Draconian EU regulations will wipe out Kilmore Quay – Codd
A Wexford County Councillor is saying that the fishing community in Kilmore Quay is on the brink of utter destruction due to unmanageable new EU regulations. These new measures which will require fishermen to unpack and weigh their catch on the Quay before repacking and re-icing the load and transporting it two hundred yards up the road to the factory are just the latest attempts to erode away our fishing communities according to Cllr Jim Codd.
“The Fianna Fail, Fine Gael and Green Party government are completely out of touch with the reality of working life for fishermen in places like Kilmore Quay,” Aontu Cllr Codd said. “I have spent the last few days speaking to trawler skippers and crews who haven’t heard from any representative of the government despite making their distress public. They have been abandoned.”
“These crews working in the most dangerous of jobs now see a box of Whelks, which was fetching €100, now only getting €55-€60 while Lobster pots have risen from €50 to €80. Diesel has gone from 30 cent to 54 cent per litre in the course of the last year. A box of haddock is getting £100 in Peterhead across the water. Fishermen here are lucky to get €20 a box with prices falling to €12 a box last week. Things have gone so bad that they are using the haddock in the Lobster pots now. Prices go up while wages drop creating an unsustainable situation.”

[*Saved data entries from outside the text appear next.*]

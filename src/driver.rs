// THEORY:
// The driver is the loop that owns a `CountingPipeline` for a whole session.
//
// 1.  **Start-up gate**: The frame source is acquired once, asynchronously.
//     If it cannot be opened, or reports a zero width or height, the user is
//     told once and the driver returns without starting a loop.
// 2.  **Cooperative cadence**: Ticks are paced by a tokio interval at the
//     display refresh rate. A tick runs to completion (rendering included)
//     before the next one is awaited, and a slow tick simply delays the next.
// 3.  **Self-healing**: Errors inside a tick never leave the pipeline. The
//     loop only ends when the reporter's surface goes away or the optional
//     tick limit is reached.

use crate::config::CounterConfig;
use crate::core_modules::status::Status;
use crate::error::CounterError;
use crate::pipeline::{CountingPipeline, FrameSource, Reporter, TickOutcome};
use std::future::Future;
use std::time::Duration;
use tokio::time::{MissedTickBehavior, interval};
use tracing::{error, info, warn};

/// Tick tallies for a finished session.
#[derive(Debug, Clone, Copy, Default, PartialEq, Eq)]
pub struct RunSummary {
    pub ticks: u64,
    pub measured: u64,
    pub skipped: u64,
    pub faulted: u64,
}

/// Opens the source, validates it and runs the tick loop until the reporter closes.
pub async fn run<S, R, F>(config: &CounterConfig, open: F, reporter: &mut R) -> Result<RunSummary, CounterError>
where
    S: FrameSource,
    R: Reporter,
    F: Future<Output = Result<S, CounterError>>,
{
    let mut pipeline = CountingPipeline::new(config)?;

    reporter.set_status(&Status::starting_camera());
    let mut source = match open.await {
        Ok(source) => source,
        Err(e) => {
            error!(error = %e, "frame source error");
            reporter.set_status(&Status::camera_error());
            return Err(match e {
                CounterError::SourceUnavailable(_) => e,
                other => CounterError::SourceUnavailable(other.to_string()),
            });
        }
    };

    let (width, height) = source.dimensions();
    info!(width, height, "video size");
    if width == 0 || height == 0 {
        reporter.set_status(&Status::video_size_error());
        return Err(CounterError::DimensionUnknown { width, height });
    }

    reporter.set_status(&Status::processing());

    let mut ticker = interval(Duration::from_millis(config.tick_interval_ms));
    ticker.set_missed_tick_behavior(MissedTickBehavior::Delay);

    let mut summary = RunSummary::default();
    loop {
        if config.max_ticks.is_some_and(|limit| summary.ticks >= limit) {
            info!(ticks = summary.ticks, "tick limit reached");
            break;
        }
        if !reporter.is_open() {
            info!(ticks = summary.ticks, "display closed");
            break;
        }

        ticker.tick().await;
        match pipeline.tick(&mut source, reporter) {
            TickOutcome::Measured(_) => summary.measured += 1,
            TickOutcome::Skipped => {
                summary.skipped += 1;
                if summary.measured == 0 && summary.skipped % 30 == 0 {
                    warn!(skipped = summary.skipped, "still waiting for the first frame");
                }
            }
            TickOutcome::Faulted(_) => summary.faulted += 1,
        }
        summary.ticks += 1;
    }

    Ok(summary)
}
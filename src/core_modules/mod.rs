pub mod blob_extractor;
pub mod blob_filter;
pub mod frame;
pub mod pixel;
pub mod segmenter;
pub mod stability_tracker;
pub mod status;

“These new EU regulations have nothing to do with conservation. The Common Fisheries Regime has always lacked common sense. In 2008, a Kilmore Quay fishing vessel reported a thirty-mile drift of dead cod which had been dumped by other ships under coercion from the SFPA out around the Smalls, sixty miles off the coast of Kilmore Quay. In 2010, a Belgian boat dumped two tonnes of dead fish back into the water off our coast and a single day because of these same regulations which care more for control than conservation.”
“I have been told that one boat in Castletownbere dropped its tricolour and re-registered as a Spanish vessel in order to simply survive. Other skippers have told me they firmly believe that the Automatic Positioning System is purposely flawed and shows far less boats out fishing off our coast than the reality of the situation.”
“Fishing is no longer seen as a sustainable profession here. I have taught many of these fishermen and call them friends. They are brave and hardworking individuals and now they can’t see a future. A fourth-generation fishermen called Jack Devereux, whose Grandfather was coxswain of the Kilmore lifeboat, tells me that he can see the whole Kilmore fleet disappear in the coming years unless action is taken. Iceland’s total catch in 2020 was 1.26 million tonnes. Ireland’s was 230,000 tonnes. Something is clearly wrong.”
“We have seen the knock-on effects of these draconian regulations with the announcement of the closure of the Kilmore Seafood Ltd fish factory in Kilmore Quay and the loss of thirty-three jobs this week. This is nothing short of a disaster. Gentrification of our fishing villages at the expense of our fleets and a traditional way of life is unacceptable. Kilmore Quay cannot not become just another place for yachts and yuppies.”
“This is one of the most dangerous ways a man can make a living and now the government tells the fishermen, after they’ve battled all of these issues, that they have to box and ice their catch twice, before bringing the fish two hundred yards further up the road to the factory to be weighed again. I have to ask the minister and our TDs, do these men not deserve better? Rural Ireland must support these fishermen.”